* [ACTION ITEM]:
In the listing below, find the line containing "filename crates/repository/src/lib.rs" and the line containing "names to a range". Repeat exactly those two lines and every line between them, nothing more.

* [RECORD EXCERPTS]:
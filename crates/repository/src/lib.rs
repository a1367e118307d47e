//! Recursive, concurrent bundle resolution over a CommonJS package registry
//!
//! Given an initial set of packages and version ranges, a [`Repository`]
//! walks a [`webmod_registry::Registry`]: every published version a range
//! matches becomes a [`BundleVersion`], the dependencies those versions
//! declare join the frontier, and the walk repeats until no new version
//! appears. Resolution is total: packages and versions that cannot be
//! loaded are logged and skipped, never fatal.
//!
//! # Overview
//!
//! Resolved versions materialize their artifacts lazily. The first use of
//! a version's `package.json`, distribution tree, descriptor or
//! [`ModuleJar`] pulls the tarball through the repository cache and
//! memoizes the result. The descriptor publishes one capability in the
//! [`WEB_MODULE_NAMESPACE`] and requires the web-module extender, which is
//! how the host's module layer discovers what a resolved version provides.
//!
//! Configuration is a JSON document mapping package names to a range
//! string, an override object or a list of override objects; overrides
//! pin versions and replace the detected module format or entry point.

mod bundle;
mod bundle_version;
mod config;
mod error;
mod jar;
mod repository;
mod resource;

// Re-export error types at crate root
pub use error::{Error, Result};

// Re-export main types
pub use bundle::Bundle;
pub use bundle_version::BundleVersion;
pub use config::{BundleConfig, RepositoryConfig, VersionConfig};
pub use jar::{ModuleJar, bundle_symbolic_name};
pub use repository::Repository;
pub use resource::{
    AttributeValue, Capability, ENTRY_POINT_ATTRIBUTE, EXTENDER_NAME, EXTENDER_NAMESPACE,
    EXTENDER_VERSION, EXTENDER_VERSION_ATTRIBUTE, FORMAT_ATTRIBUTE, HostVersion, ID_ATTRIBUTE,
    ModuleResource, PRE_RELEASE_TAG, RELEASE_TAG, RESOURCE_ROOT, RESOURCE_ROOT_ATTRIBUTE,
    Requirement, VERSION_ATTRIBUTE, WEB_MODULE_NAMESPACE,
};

---

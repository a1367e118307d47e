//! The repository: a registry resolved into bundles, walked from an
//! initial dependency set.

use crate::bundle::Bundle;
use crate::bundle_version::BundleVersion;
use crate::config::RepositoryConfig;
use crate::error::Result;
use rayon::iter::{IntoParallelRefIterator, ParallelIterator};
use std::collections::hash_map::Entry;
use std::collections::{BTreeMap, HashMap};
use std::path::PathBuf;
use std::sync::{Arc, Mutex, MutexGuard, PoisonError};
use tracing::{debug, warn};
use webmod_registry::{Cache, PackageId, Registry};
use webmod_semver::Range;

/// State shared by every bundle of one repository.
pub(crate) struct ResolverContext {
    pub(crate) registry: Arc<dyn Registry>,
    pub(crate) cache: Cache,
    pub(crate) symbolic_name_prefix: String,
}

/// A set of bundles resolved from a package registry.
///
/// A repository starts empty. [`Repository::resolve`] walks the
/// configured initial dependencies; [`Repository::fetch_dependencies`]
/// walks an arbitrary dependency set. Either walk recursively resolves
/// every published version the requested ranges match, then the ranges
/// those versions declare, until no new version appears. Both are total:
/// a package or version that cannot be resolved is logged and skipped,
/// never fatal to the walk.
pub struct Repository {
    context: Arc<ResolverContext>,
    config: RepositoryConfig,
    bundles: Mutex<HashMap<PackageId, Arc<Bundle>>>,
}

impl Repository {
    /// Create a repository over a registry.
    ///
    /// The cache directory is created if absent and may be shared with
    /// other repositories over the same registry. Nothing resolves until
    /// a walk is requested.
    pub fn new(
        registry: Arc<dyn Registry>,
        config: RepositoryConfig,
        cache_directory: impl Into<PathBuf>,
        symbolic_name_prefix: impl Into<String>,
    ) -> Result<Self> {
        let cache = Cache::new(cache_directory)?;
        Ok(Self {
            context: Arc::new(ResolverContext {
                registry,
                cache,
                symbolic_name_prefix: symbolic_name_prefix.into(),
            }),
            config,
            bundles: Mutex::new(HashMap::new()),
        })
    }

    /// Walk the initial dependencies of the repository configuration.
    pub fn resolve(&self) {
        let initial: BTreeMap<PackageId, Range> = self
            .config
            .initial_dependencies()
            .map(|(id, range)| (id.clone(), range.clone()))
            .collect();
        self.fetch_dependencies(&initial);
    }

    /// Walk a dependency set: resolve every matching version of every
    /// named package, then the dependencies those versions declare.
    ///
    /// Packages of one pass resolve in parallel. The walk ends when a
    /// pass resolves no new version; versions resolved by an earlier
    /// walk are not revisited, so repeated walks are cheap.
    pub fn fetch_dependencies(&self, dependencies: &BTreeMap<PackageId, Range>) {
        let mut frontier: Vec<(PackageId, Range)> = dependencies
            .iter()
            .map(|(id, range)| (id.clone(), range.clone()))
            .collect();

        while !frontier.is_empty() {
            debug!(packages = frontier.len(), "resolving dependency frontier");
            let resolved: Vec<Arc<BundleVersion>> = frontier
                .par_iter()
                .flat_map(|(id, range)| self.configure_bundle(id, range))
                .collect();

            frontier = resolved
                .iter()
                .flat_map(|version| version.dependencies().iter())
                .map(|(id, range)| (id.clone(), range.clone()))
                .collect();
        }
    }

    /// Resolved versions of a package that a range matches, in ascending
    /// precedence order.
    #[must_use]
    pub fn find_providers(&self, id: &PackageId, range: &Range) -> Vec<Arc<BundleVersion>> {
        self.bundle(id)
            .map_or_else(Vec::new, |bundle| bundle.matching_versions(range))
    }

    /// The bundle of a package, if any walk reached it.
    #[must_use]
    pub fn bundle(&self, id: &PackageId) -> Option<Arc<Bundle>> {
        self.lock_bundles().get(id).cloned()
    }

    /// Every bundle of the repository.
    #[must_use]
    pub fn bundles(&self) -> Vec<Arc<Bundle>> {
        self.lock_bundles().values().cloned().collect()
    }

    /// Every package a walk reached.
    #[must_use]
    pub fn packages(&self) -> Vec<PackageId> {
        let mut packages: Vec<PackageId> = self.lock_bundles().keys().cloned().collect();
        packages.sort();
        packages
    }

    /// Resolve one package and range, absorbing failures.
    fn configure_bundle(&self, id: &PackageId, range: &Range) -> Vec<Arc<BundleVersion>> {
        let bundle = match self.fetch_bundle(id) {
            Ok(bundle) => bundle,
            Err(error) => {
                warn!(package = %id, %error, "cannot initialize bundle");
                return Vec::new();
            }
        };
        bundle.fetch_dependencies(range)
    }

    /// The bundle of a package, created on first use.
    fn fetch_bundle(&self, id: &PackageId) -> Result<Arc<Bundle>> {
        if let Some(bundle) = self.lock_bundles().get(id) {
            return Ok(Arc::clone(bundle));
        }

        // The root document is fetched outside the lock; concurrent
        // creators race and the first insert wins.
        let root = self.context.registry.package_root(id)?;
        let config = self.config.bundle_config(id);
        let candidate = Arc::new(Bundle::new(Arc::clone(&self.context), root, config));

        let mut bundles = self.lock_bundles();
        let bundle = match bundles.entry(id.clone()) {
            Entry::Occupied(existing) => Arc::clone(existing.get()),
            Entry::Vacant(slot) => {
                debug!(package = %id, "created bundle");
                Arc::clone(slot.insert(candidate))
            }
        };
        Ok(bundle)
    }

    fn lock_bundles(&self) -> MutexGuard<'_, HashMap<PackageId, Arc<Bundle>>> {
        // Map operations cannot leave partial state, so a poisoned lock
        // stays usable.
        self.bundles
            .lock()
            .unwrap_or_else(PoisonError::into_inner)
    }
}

* [ANSWER TO THE EXERCISE]:
filename crates/repository/src/lib.rs
repository a1367e118307d47e
//! Recursive, concurrent bundle resolution over a CommonJS package registry
//!
//! Given an initial set of packages and version ranges, a [`Repository`]
//! walks a [`webmod_registry::Registry`]: every published version a range
//! matches becomes a [`BundleVersion`], the dependencies those versions
//! declare join the frontier, and the walk repeats until no new version
//! appears. Resolution is total: packages and versions that cannot be
//! loaded are logged and skipped, never fatal.
//!
//! # Overview
//!
//! Resolved versions materialize their artifacts lazily. The first use of
//! a version's `package.json`, distribution tree, descriptor or
//! [`ModuleJar`] pulls the tarball through the repository cache and
//! memoizes the result. The descriptor publishes one capability in the
//! [`WEB_MODULE_NAMESPACE`] and requires the web-module extender, which is
//! how the host's module layer discovers what a resolved version provides.
//!
//! Configuration is a JSON document mapping package names to a range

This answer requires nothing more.